Aktuell rund drei Prozent Biokraftstoff aus Abfall
Eine Erhöhung von 3,4 auf insgesamt zehn Prozent würde also in etwa einer Verdreifachung gegenüber der heutigen Quote entsprechen. Eine solche Verdreifachung bewertet Horst Fehrenbach vom Institut für Energie- und Umweltforschung jedoch als „sehr optimistisch“. Theoretisch könnten vor allem Stroh und anderen Abfälle zwar für eine solche Erhöhung reichen. „Wenn diese aber wirklich nachhaltig und auch wirtschaftlich leistbar sein soll, dann wäre eine Verdopplung der heutigen 3,4 Prozent schon sehr ambitioniert“, so der Experte.
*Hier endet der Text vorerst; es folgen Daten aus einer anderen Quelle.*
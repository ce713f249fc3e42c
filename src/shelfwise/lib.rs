//! # Shelfwise Architecture
//!
//! Shelfwise is an **inventory tracking library** with a CLI client. Everything
//! you own lives in a fixed hierarchy (warehouse → room → shelf → box → item),
//! items can carry a category, and any record can carry tags.
//!
//! ## Layers
//!
//! ```text
//! ┌─────────────────────────────────────────────────────────────┐
//! │  CLI Layer (cli/, wired by main.rs)                         │
//! │  - Parses arguments, prints results, owns the terminal      │
//! │  - Implements Prompt on stdin and $EDITOR                   │
//! └─────────────────────────────────────────────────────────────┘
//!                              │
//!                              ▼
//! ┌─────────────────────────────────────────────────────────────┐
//! │  API Layer (api.rs)                                         │
//! │  - Owns the Database, saves it after every change           │
//! └─────────────────────────────────────────────────────────────┘
//!                              │
//!                              ▼
//! ┌─────────────────────────────────────────────────────────────┐
//! │  Command Layer (commands/*.rs)                              │
//! │  - One function per operation over &mut Database            │
//! │  - Returns CmdResult (messages, listings, detail views)     │
//! └─────────────────────────────────────────────────────────────┘
//!                              │
//!                              ▼
//! ┌─────────────────────────────────────────────────────────────┐
//! │  Core (database, table, model, resolve, tags, hierarchy,    │
//! │  dispatch, id)                                              │
//! │  - Record envelope, soft-deleting tables, lookups           │
//! └─────────────────────────────────────────────────────────────┘
//!                              │
//!                              ▼
//! ┌─────────────────────────────────────────────────────────────┐
//! │  Storage Layer (store/)                                     │
//! │  - DataStore trait: whole-document load/save                │
//! │  - FileStore (production), InMemoryStore (testing)          │
//! └─────────────────────────────────────────────────────────────┘
//! ```
//!
//! ## Records and IDs
//!
//! Every stored object is a [`model::Record`] around a kind-specific payload.
//! IDs come from one counter shared by all kinds ([`id::IdRegistry`]), so a
//! bare ID identifies both the record and its kind ([`dispatch`]). Records are
//! never removed, only flagged deleted; see [`table`].
//!
//! ## No I/O in the Core
//!
//! From `api.rs` inward, code never writes to stdout/stderr and never reads
//! stdin. Whenever the user has to pick, confirm or edit something, commands
//! call the [`prompt::Prompt`] they were given. Diagnostics go through
//! `tracing`; the binary decides where they end up.
//!
//! ## Module Overview
//!
//! - [`api`]: The API facade, entry point for all operations
//! - [`commands`]: Business logic for each command
//! - [`database`]: The aggregate of all tables plus the active warehouse
//! - [`table`]: Ordered, soft-deleting record collection
//! - [`model`]: Record envelope, kinds and payloads
//! - [`resolve`]: Name/ID resolution with interactive disambiguation
//! - [`tags`]: Tag attachment and usage counting
//! - [`hierarchy`]: Parent-reference chasing
//! - [`dispatch`]: Finding the table that owns an ID
//! - [`id`]: The shared ID counter
//! - [`form`]: Editable projection of a record
//! - [`prompt`]: Interaction contracts
//! - [`view`]: Display-ready listings and detail views
//! - [`editor`]: External editor integration
//! - [`store`]: Storage abstraction and implementations
//! - [`config`]: Configuration management
//! - [`error`]: Error types
//! - `cli`: Argument parsing, printing and the terminal prompt (binary only)

pub mod api;
pub mod commands;
pub mod config;
pub mod database;
pub mod dispatch;
pub mod editor;
pub mod error;
pub mod form;
pub mod hierarchy;
pub mod id;
pub mod model;
pub mod prompt;
pub mod resolve;
pub mod store;
pub mod table;
pub mod tags;
pub mod view;
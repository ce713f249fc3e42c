//! Identifier registry.
//!
//! Every record of every kind draws its ID from one counter, so an ID alone
//! is enough to find the record again (see [`crate::dispatch`]). The counter
//! itself is never persisted: after a load it is re-derived from the highest
//! ID found in the data, which keeps hand-edited files workable as long as
//! the record IDs are intact.

use crate::error::{Result, ShelfwiseError};

/// Monotonic source of record IDs. `0` is never issued.
#[derive(Debug, Clone, Copy, Default, PartialEq, Eq)]
pub struct IdRegistry {
    last: u32,
}

impl IdRegistry {
    pub fn new() -> Self {
        Self::default()
    }

    /// Increments the counter and returns the new value. Fails once `u32::MAX`
    /// has been issued rather than wrapping around to `0`.
    pub fn next_id(&mut self) -> Result<u32> {
        self.last = self
            .last
            .checked_add(1)
            .ok_or(ShelfwiseError::IdsExhausted)?;
        Ok(self.last)
    }

    /// Installs `last` as the most recently issued ID.
    pub fn reset(&mut self, last: u32) {
        self.last = last;
    }

    pub fn last(&self) -> u32 {
        self.last
    }
}

#[cfg(test)]
mod tests {
    use super::*;

    #[test]
    fn first_issued_id_is_one() {
        let mut ids = IdRegistry::new();
        assert_eq!(ids.next_id().unwrap(), 1);
        assert_eq!(ids.next_id().unwrap(), 2);
    }

    #[test]
    fn reset_continues_after_given_id() {
        let mut ids = IdRegistry::new();
        ids.reset(41);
        assert_eq!(ids.next_id().unwrap(), 42);
        assert_eq!(ids.last(), 42);
    }

    #[test]
    fn exhausted_counter_never_wraps_to_zero() {
        let mut ids = IdRegistry::new();
        ids.reset(u32::MAX - 1);
        assert_eq!(ids.next_id().unwrap(), u32::MAX);
        assert!(matches!(ids.next_id(), Err(ShelfwiseError::IdsExhausted)));
        assert_eq!(ids.last(), u32::MAX);
    }
}
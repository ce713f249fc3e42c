use clap::Parser;
use shelfwise::api::{CmdResult, ConfigAction, InventoryApi, ListFilter};
use shelfwise::config::{ShelfwiseConfig, ShelfwisePaths};
use shelfwise::error::Result;
use shelfwise::model::Kind;
use shelfwise::store::fs::FileStore;
use tracing::level_filters::LevelFilter;
use tracing_subscriber::EnvFilter;

mod cli;
use cli::args::{Cli, Commands};
use cli::print::{print_config, print_details, print_listing, print_messages};
use cli::prompt::TerminalPrompt;

fn main() {
    if let Err(e) = run() {
        eprintln!("Error: {}", e);
        std::process::exit(1);
    }
}

fn init_tracing(verbose: bool) {
    let level = if verbose {
        LevelFilter::DEBUG
    } else {
        LevelFilter::WARN
    };
    tracing_subscriber::fmt()
        .with_env_filter(
            EnvFilter::builder()
                .with_default_directive(level.into())
                .from_env_lossy(),
        )
        .with_writer(std::io::stderr)
        .init();
}

struct AppContext {
    api: InventoryApi<FileStore>,
    ui: TerminalPrompt,
}

fn init_context() -> Result<AppContext> {
    let paths = ShelfwisePaths::resolve()?;
    let config = ShelfwiseConfig::load(&paths.home)?;
    let store = FileStore::new(paths.data_file(&config));
    let ui = TerminalPrompt::new(config.name_width);
    tracing::debug!(home = %paths.home.display(), "resolved home directory");
    let api = InventoryApi::open(store, paths, config)?;
    Ok(AppContext { api, ui })
}

fn run() -> Result<()> {
    let cli = Cli::parse();
    init_tracing(cli.verbose);
    let mut ctx = init_context()?;
    let AppContext { api, ui } = &mut ctx;

    let result = match cli.command {
        Commands::AddWarehouse { name } => api.add_warehouse(&name)?,
        Commands::AddCategory { name } => api.add_category(&name)?,
        Commands::Switch { name } => api.switch_warehouse(&name)?,
        Commands::AddRoom { name } => api.add_room(&name)?,
        Commands::AddShelf { name, room } => api.add_shelf(ui, &name, &room)?,
        Commands::AddBox { name, shelf } => api.add_box(ui, &name, &shelf)?,
        Commands::AddItems { bin } => api.add_items(ui, &bin)?,
        Commands::MoveItem { item, bin } => api.move_item(ui, &item, &bin)?,
        Commands::MoveBox { bin, shelf } => api.move_box(ui, &bin, &shelf)?,
        Commands::List {
            kind,
            sort,
            tag,
            bin,
            category,
        } => {
            let filter = ListFilter { tag, bin, category };
            api.list(ui, kind.into(), &filter, sort)?
        }
        Commands::Find { term, sort } => api.find(&term, sort)?,
        Commands::Show { target, kind } => api.show(&target, kind.map(Kind::from))?,
        Commands::Edit { target, kind } => api.edit(ui, &target, kind.map(Kind::from))?,
        Commands::Delete { target, kind, yes } => {
            api.delete(ui, &target, kind.map(Kind::from), yes)?
        }
        Commands::Tag { tag, id } => api.tag(&tag, &id)?,
        Commands::Untag { tag, id } => api.untag(&tag, &id)?,
        Commands::Path => api.path()?,
        Commands::Config { key, value } => {
            let action = match (key, value) {
                (None, _) => ConfigAction::ShowAll,
                (Some(k), None) => ConfigAction::ShowKey(k),
                (Some(k), Some(v)) => ConfigAction::Set(k, v),
            };
            api.config_action(action)?
        }
    };

    render(&result, api.config().name_width);
    Ok(())
}

fn render(result: &CmdResult, name_width: usize) {
    if let Some(listing) = &result.listing {
        print_listing(listing, name_width);
    }
    print_details(&result.details);
    if let Some(path) = &result.path {
        println!("{}", path);
    }
    if let (Some(config), true) = (&result.config, result.messages.is_empty()) {
        print_config(config);
    }
    print_messages(&result.messages);
}
//! # Commands
//!
//! One module per user-facing operation. Every command is a plain function
//! over a `&mut Database` (plus a [`Prompt`](crate::prompt::Prompt) when it
//! may need the user) returning a [`CmdResult`]. Commands never persist and
//! never print: the API layer saves when [`CmdResult::changed`] is set, and
//! the CLI renders messages, listings and detail views.
//!
//! Failures that abort a command (unknown name, cancelled choice, missing
//! active warehouse) are `Err`. Requests that are already satisfied, such as
//! attaching a tag twice, are `Ok` with an info message and no change.

use crate::config::ShelfwiseConfig;
use crate::view::{DetailView, Listing};

pub mod config;
pub mod create;
pub mod delete;
pub mod edit;
pub mod helpers;
pub mod items;
pub mod list;
pub mod moving;
pub mod show;
pub mod switch;
pub mod tagging;

#[derive(Debug, Clone, Copy, PartialEq, Eq)]
pub enum MessageLevel {
    Info,
    Success,
    Warning,
}

#[derive(Debug, Clone, PartialEq, Eq)]
pub struct CmdMessage {
    pub level: MessageLevel,
    pub content: String,
}

impl CmdMessage {
    pub fn info(content: impl Into<String>) -> Self {
        Self {
            level: MessageLevel::Info,
            content: content.into(),
        }
    }

    pub fn success(content: impl Into<String>) -> Self {
        Self {
            level: MessageLevel::Success,
            content: content.into(),
        }
    }

    pub fn warning(content: impl Into<String>) -> Self {
        Self {
            level: MessageLevel::Warning,
            content: content.into(),
        }
    }
}

#[derive(Debug, Default)]
pub struct CmdResult {
    pub messages: Vec<CmdMessage>,
    pub listing: Option<Listing>,
    pub details: Vec<DetailView>,
    pub path: Option<String>,
    pub config: Option<ShelfwiseConfig>,
    /// The database was modified and must be saved.
    pub changed: bool,
}

impl CmdResult {
    pub fn add_message(&mut self, message: CmdMessage) {
        self.messages.push(message);
    }

    pub fn with_message(mut self, message: CmdMessage) -> Self {
        self.messages.push(message);
        self
    }

    pub fn with_listing(mut self, listing: Listing) -> Self {
        self.listing = Some(listing);
        self
    }

    pub fn with_details(mut self, details: Vec<DetailView>) -> Self {
        self.details = details;
        self
    }

    pub fn with_path(mut self, path: impl Into<String>) -> Self {
        self.path = Some(path.into());
        self
    }

    pub fn with_config(mut self, config: ShelfwiseConfig) -> Self {
        self.config = Some(config);
        self
    }

    pub fn changed(mut self) -> Self {
        self.changed = true;
        self
    }
}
Biomasse nur da einsetzen, wo nicht elektrifiziert werden kann
Wenn es um die Verteilung der begrenzten Ressource „Biomasse“ geht, müsse man insgesamt ganzheitlich denken, sagt Daniela Thrän, Biomasse-Expertin am Helmholtz Zentrum für Umweltforschung (externer Link). Wenn die Klimaziele eingehalten werden sollen, dann wäre der beste Weg, möglichst alle Autos elektrisch zu betreiben und mit Wärmepumpen zu heizen. Biomasse dürfte in fünfzehn bis zwanzig Jahren dann nicht mehr im Bereich des Individualverkehrs genutzt werden, „sondern vielleicht eher im Bereich der Flugkraftstoffe oder vielleicht auch, um Hochtemperatur- oder Industriewärme zu erzeugen. Also überall da, wo man nicht elektrifizieren kann“.
Schnell wachsende Hölzer statt Raps
Insgesamt geht aus den Daten der Landesanstalt für Landwirtschaft und Ernährung hervor, dass etwa 60 Prozent des verbrauchten Biokraftstoffes derzeit aus Abfall- und Reststoffen hergestellt wird. Der Rest aus sogenannter „kultivierter Biomasse“, also beispielsweise extra für die Biokraftstoffproduktion angebauter Raps. Um eine möglichst kosteneffiziente Energiewende zu gestalten, würde man dann auch solche Felder anders bewirtschaften, so Thrän. Etwa Raps durch schnell wachsende Hölzer ersetzen. Insgesamt sind sich die Experten einig: Bioabfälle als Rohstoff für Benzin und Diesel können einen Beitrag für die Energiewende leisten. Besonders groß wird dieser aber nicht sein.